5.The petitioner claim the deceased only left the property on Plot [particulars withheld] which should be distributed to all heirs. The respondent on the other hand claim both houses belonged to the deceased and he gave the first house on Plot [particulars withheld] to his first family and the one on Plot No. [particulars withheld] to the second family, herself and her children.
**Issues**
6.The main issue for determination in this matter is what constitutes the estate of the late OSS, specifically whether the alleged gift of the house with land on Plot No[particulars withheld] Mwatate is legal and valid.
**Estate**
7.The respondent stated in her evidence that the deceased owned the house on [particulars withheld] which R, the petitioner sister, forced their father and her to vacate for them. The petitioner's argument is that the property belonged to her mother. Whether or not a property belongs to an estate is an important claim that should have been specifically pleaded. It was not. Further no evidence was adduced to prove the same. I cannot find that the house on Plot No [particulars withheld] belongs to the estate. The respondent and one of her witnesses alluded that the deceased left a farm. It is rejected for the same reason.The house with land on Plot [particulars withheld] Mwatate A.
8.In her petitioner, the petitioner cited the property as Plot No.[particulars withheld]. The copy allotment letter attached to the petition was faint and not clear. It could be the reason of the error. Another copy of the allotment letter and a demand notice were produced that clearly show Plot No [particulars withheld] Mwatate A is registered in the name of OS. The respondent herself does not claim the property is registered in her name, she admits it is registered in the name of the deceased herein. She in fact does not categorically state [neither in her defence nor in her evidence in chief] that the property belongs to her or was gifted to her. She however called witnesses who testified that it was gifted to her and her children by the deceased. I take her position to mean that the property does not belong to the estate by virtue of gift by the deceased to herself and her children. Respondent's own witnesses confirm the house belonged to the deceased herein. I find the house with land on Plot No [particulars withheld] Mwatate 'A' belonged to the late OS.
9.The question that remains is whether it is available for distribution or it is now the property of the respondent and her two children by virtue of gift or will? This is a question of law on gifts. Mr Mwawasi for the respondent submitted the Muslims are allowed to give gifts inter vivos. He relied on a treatise Law of Succession by William Musyoka and Gulab v Khaleq [1963] EA 523. Mr Mazrui for the petitioner submitted that under Islamic law there is no bequest to a heir and even to a non heir it is limited to third of the estate. He argues even if the deceased had gifted the property to the respondent, it could not stand because she and her children are heirs and the property is the entire estate.

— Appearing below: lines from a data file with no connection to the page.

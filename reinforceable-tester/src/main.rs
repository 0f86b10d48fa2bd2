mod common;
mod loader;
mod logic;
mod webhook;

use anyhow::{Context, Result};
use chrono::Local;
use clap::{Parser, ValueEnum};
use colored::Colorize;
use std::fs::File;
use std::io::{BufWriter, Write, stdout};
use std::path::PathBuf;
use std::rc::Rc;
use std::time::Instant;

use common::split_csv;
use loader::FileLoader;
use logic::{LogicTester, ScenarioResult, SeedInfo, Strategy, resolve_seed_inputs};
use reinforceable_game::{ContentLoader, MissionEngine, SessionIdentity, validate_pool};
use webhook::{BodyEncoding, DeliveryStats, WebhookSink};

#[derive(Debug, Clone, Copy, PartialEq, Eq, ValueEnum)]
pub enum ReportFormat {
    Console,
    Json,
    Markdown,
}

#[derive(Debug, Parser)]
#[command(name = "reinforceable-tester", version = "0.1.0")]
#[command(about = "Headless mission driver and content QA for Mission: Reinforceable")]
struct Args {
    /// Scenario pool JSON (defaults to the bundled pool)
    #[arg(long)]
    pool: Option<PathBuf>,

    /// Mission configuration JSON (defaults to built-in settings)
    #[arg(long)]
    config: Option<PathBuf>,

    /// Validate content and exit
    #[arg(long)]
    validate: bool,

    /// List all scenarios in the pool and exit
    #[arg(long)]
    list_scenarios: bool,

    /// Dates to play (comma-separated): today, YYYY-MM-DD, or a raw seed
    #[arg(long, default_value = "today")]
    dates: String,

    /// Choice strategies (comma-separated): best, worst, first, random, all
    #[arg(long, default_value = "best,worst")]
    strategy: String,

    /// Missions played per scenario and strategy
    #[arg(long, default_value_t = 3)]
    iterations: usize,

    /// Output report format
    #[arg(long, value_enum, default_value_t = ReportFormat::Console)]
    report: ReportFormat,

    /// Optional path to write the report output instead of stdout
    #[arg(long)]
    output: Option<PathBuf>,

    /// Post every finished mission to this webhook URL
    #[arg(long)]
    webhook: Option<String>,

    /// Send the webhook body as text/plain instead of application/json
    #[arg(long)]
    plain_text: bool,

    /// Teacher code recorded in every payload
    #[arg(long, default_value = "QA")]
    code: String,

    /// Student identifier recorded in every payload
    #[arg(long)]
    student: Option<String>,

    /// Mode tag recorded in every payload
    #[arg(long)]
    mode_tag: Option<String>,

    /// Verbose output
    #[arg(short, long)]
    verbose: bool,
}

#[tokio::main]
async fn main() -> Result<()> {
    env_logger::init();
    let args = Args::parse();
    let engine = MissionEngine::new(FileLoader::new(args.pool.clone(), args.config.clone()));

    if maybe_list_scenarios(&args, &engine)? {
        return Ok(());
    }
    if args.validate {
        let valid = run_validation(&args, &engine)?;
        if !valid {
            std::process::exit(1);
        }
        return Ok(());
    }

    announce_banner(&engine.loader().pool_source());

    let start_time = Instant::now();
    let seeds = resolve_seed_inputs(&split_csv(&args.dates), Local::now().date_naive())?;
    let strategies = expand_strategies(&args.strategy)?;

    let webhook = build_webhook(&args)?;
    let mut tester = LogicTester::new(identity(&args), args.verbose);
    if let Some(sink) = &webhook {
        println!("📮 Posting results to {}", sink.url().bright_white());
        tester = tester.with_forward(sink.clone());
    }

    let results = run_logic_missions(&args, &engine, &tester, &seeds, &strategies)?;
    let delivery = finish_deliveries(webhook.as_deref()).await;

    write_reports(&args, &results, start_time)?;
    if let Some(stats) = delivery {
        println!(
            "📮 Webhook: {} delivered, {} failed",
            stats.delivered.to_string().green(),
            stats.failed.to_string().red()
        );
    }

    if results.iter().any(|r| !r.passed) {
        std::process::exit(1);
    }

    Ok(())
}

fn maybe_list_scenarios<L: ContentLoader>(args: &Args, engine: &MissionEngine<L>) -> Result<bool> {
    if !args.list_scenarios {
        return Ok(false);
    }
    let pool = engine
        .loader()
        .load_pool()
        .context("failed to load scenario pool")?;
    let mut output_target = OutputTarget::new(args.output.clone())?;
    writeln!(output_target.writer(), "Available scenarios:")?;
    for (category, scenario) in pool.iter() {
        writeln!(
            output_target.writer(),
            "  {:10} {:25} - {}",
            category,
            scenario.id,
            scenario.title
        )?;
    }
    output_target.flush_inner()?;
    Ok(true)
}

fn run_validation<L: ContentLoader>(args: &Args, engine: &MissionEngine<L>) -> Result<bool> {
    let loader = engine.loader();
    let pool = loader.load_pool().context("failed to load scenario pool")?;
    let config_check = loader
        .load_config()
        .map_err(anyhow::Error::from)
        .and_then(|config| config.validate().map_err(anyhow::Error::from));
    let config_ok = match config_check {
        Ok(()) => true,
        Err(err) => {
            eprintln!("❌ {}", format!("configuration: {err}").red());
            false
        }
    };

    let report = validate_pool(&pool);
    let mut output_target = OutputTarget::new(args.output.clone())?;
    writeln!(
        output_target.writer(),
        "Checked {} scenario(s) in {} categories",
        pool.len(),
        pool.categories.len()
    )?;
    logic::reports::generate_validation_report(output_target.writer(), &report)?;
    output_target.flush_inner()?;
    Ok(report.is_valid() && config_ok)
}

fn announce_banner(source: &str) {
    println!("{}", "🧙 Mission: Reinforceable Tester".bright_cyan().bold());
    println!("{}", "================================".cyan());
    println!("Content: {source}");
}

fn identity(args: &Args) -> SessionIdentity {
    let mut identity = SessionIdentity::new(args.code.clone());
    if let Some(student) = &args.student {
        identity = identity.with_student(student.clone());
    }
    if let Some(mode) = &args.mode_tag {
        identity = identity.with_mode(mode.clone());
    }
    identity
}

fn expand_strategies(raw: &str) -> Result<Vec<Strategy>> {
    let mut strategies: Vec<Strategy> = Vec::new();
    for token in split_csv(raw) {
        let batch = if token.eq_ignore_ascii_case("all") {
            Strategy::ALL.to_vec()
        } else {
            vec![token.parse::<Strategy>()?]
        };
        for strategy in batch {
            if !strategies.contains(&strategy) {
                strategies.push(strategy);
            }
        }
    }
    if strategies.is_empty() {
        strategies.push(Strategy::Best);
    }
    Ok(strategies)
}

fn build_webhook(args: &Args) -> Result<Option<Rc<WebhookSink>>> {
    let Some(url) = &args.webhook else {
        return Ok(None);
    };
    let encoding = if args.plain_text {
        BodyEncoding::PlainText
    } else {
        BodyEncoding::Json
    };
    let sink = WebhookSink::new(url.clone(), encoding).context("failed to set up webhook")?;
    Ok(Some(Rc::new(sink)))
}

fn run_logic_missions<L: ContentLoader>(
    args: &Args,
    engine: &MissionEngine<L>,
    tester: &LogicTester,
    seeds: &[SeedInfo],
    strategies: &[Strategy],
) -> Result<Vec<ScenarioResult>> {
    println!("{}", "🧠 Running Missions".bright_yellow().bold());
    println!("{}", "-".repeat(30).yellow());

    let mut results = Vec::new();
    for seed in seeds {
        let day = engine
            .prepare_seed(seed.seed)
            .with_context(|| format!("failed to prepare {}", seed.label()))?;
        for warning in &day.warnings {
            log::warn!("{warning}");
        }
        let lineup: Vec<String> = day.lineup().scenarios().map(|s| s.id.clone()).collect();
        println!("📅 {}: {}", seed.label().bold(), lineup.join(", "));
        results.extend(tester.run_day(engine, &day, seed, strategies, args.iterations));
    }
    Ok(results)
}

async fn finish_deliveries(webhook: Option<&WebhookSink>) -> Option<DeliveryStats> {
    let sink = webhook?;
    log::info!("waiting on {} webhook deliveries", sink.in_flight());
    Some(sink.drain().await)
}

fn write_reports(args: &Args, results: &[ScenarioResult], start_time: Instant) -> Result<()> {
    let mut output_target = OutputTarget::new(args.output.clone())?;

    match args.report {
        ReportFormat::Json => {
            logic::reports::generate_json_report(output_target.writer(), results)?;
        }
        ReportFormat::Markdown => {
            if results.is_empty() {
                writeln!(
                    &mut output_target,
                    "# Mission: Reinforceable Test Results\n\n_No missions executed._"
                )?;
            } else {
                logic::reports::generate_markdown_report(output_target.writer(), results)?;
            }
        }
        ReportFormat::Console => {
            if results.is_empty() {
                writeln!(&mut output_target, "No missions executed.")?;
            } else {
                logic::reports::generate_console_report(
                    output_target.writer(),
                    results,
                    start_time.elapsed(),
                )?;
            }
            writeln!(&mut output_target)?;
            writeln!(
                &mut output_target,
                "🏁 Total time: {:?}",
                start_time.elapsed()
            )?;
        }
    }

    output_target.flush_inner()?;
    Ok(())
}

enum OutputTarget {
    Stdout(BufWriter<std::io::Stdout>),
    File(BufWriter<File>),
}

impl OutputTarget {
    fn new(path: Option<PathBuf>) -> Result<Self> {
        if let Some(path) = path {
            let file = File::create(&path)
                .with_context(|| format!("failed to create {}", path.display()))?;
            Ok(Self::File(BufWriter::new(file)))
        } else {
            Ok(Self::Stdout(BufWriter::new(stdout())))
        }
    }

    fn writer(&mut self) -> &mut dyn Write {
        match self {
            Self::Stdout(w) => w,
            Self::File(w) => w,
        }
    }

    fn flush_inner(&mut self) -> std::io::Result<()> {
        match self {
            Self::Stdout(w) => w.flush(),
            Self::File(w) => w.flush(),
        }
    }
}

impl Write for OutputTarget {
    fn write(&mut self, buf: &[u8]) -> std::io::Result<usize> {
        self.writer().write(buf)
    }

    fn flush(&mut self) -> std::io::Result<()> {
        self.flush_inner()
    }
}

10.Did the late OSM actually gift the property on Plot No. [particulars withheld] to the respondent and her two children? The respondents called three witnesses to support the claim that the deceased gifted her the property. The alleged gift was not documented. RM DW1 testimony is that the late OS told him that he had left a will 'that in the event of his death that his first wife and their children had gotten the first house and farms and the second wife and her children should get the second house'. He stated that both houses are registered in the name of the deceased. JOS’s DW2, evidence is that his father had two houses, that his daughters told him to vacate the first house and that he told him the first house was for his first family and the second house was for his two children with the respondent but that they should not chase their mother. ROS’s [DW3] evidence is that the deceased orally willed to her that the property at Taita be issued to M, J, and S but later she states the house is for the widow and sons, under cross examination she reiterated that it was for the sons.
11.The will was not documented. The witnesses state it was made orally apparently at different times with different people. DW1 evidence is that the house is for the second family, DW2's evidence is that it for J and M only, while DW3's evidence is that it for the three sons only. This is a clear contradiction on the content of the oral will. DW2 and DW3 are children of the deceased, they may have an interest in the will and the other children are not aware of the will. Their testimony on the same cannot stand.
12.It is important, under Islamic law, but not mandatory, that a will must be documented and signed by the testator. If given orally, the will must be witnessed by at least two male adult Muslims.According to Sir Clement de Leistang in Mohamed Thabet Ali Maktari v Mohamed Rageh Mohamed Saleh Maktari & others [1996] EA 35 Under Islamic law a will may be made either orally or in writing. It does not have a particular form. If oral, it must be made in the presence of two male adult Muslim witnesses. If it is in writing it need not be signed and if signed it need not be attested.Musyoka, Law of Succession, pp 293.
13.In this case there are many contradictions to the contents of the will and there are insufficient and unreliable witnesses. I cannot find that the late OSS bequeathed the property.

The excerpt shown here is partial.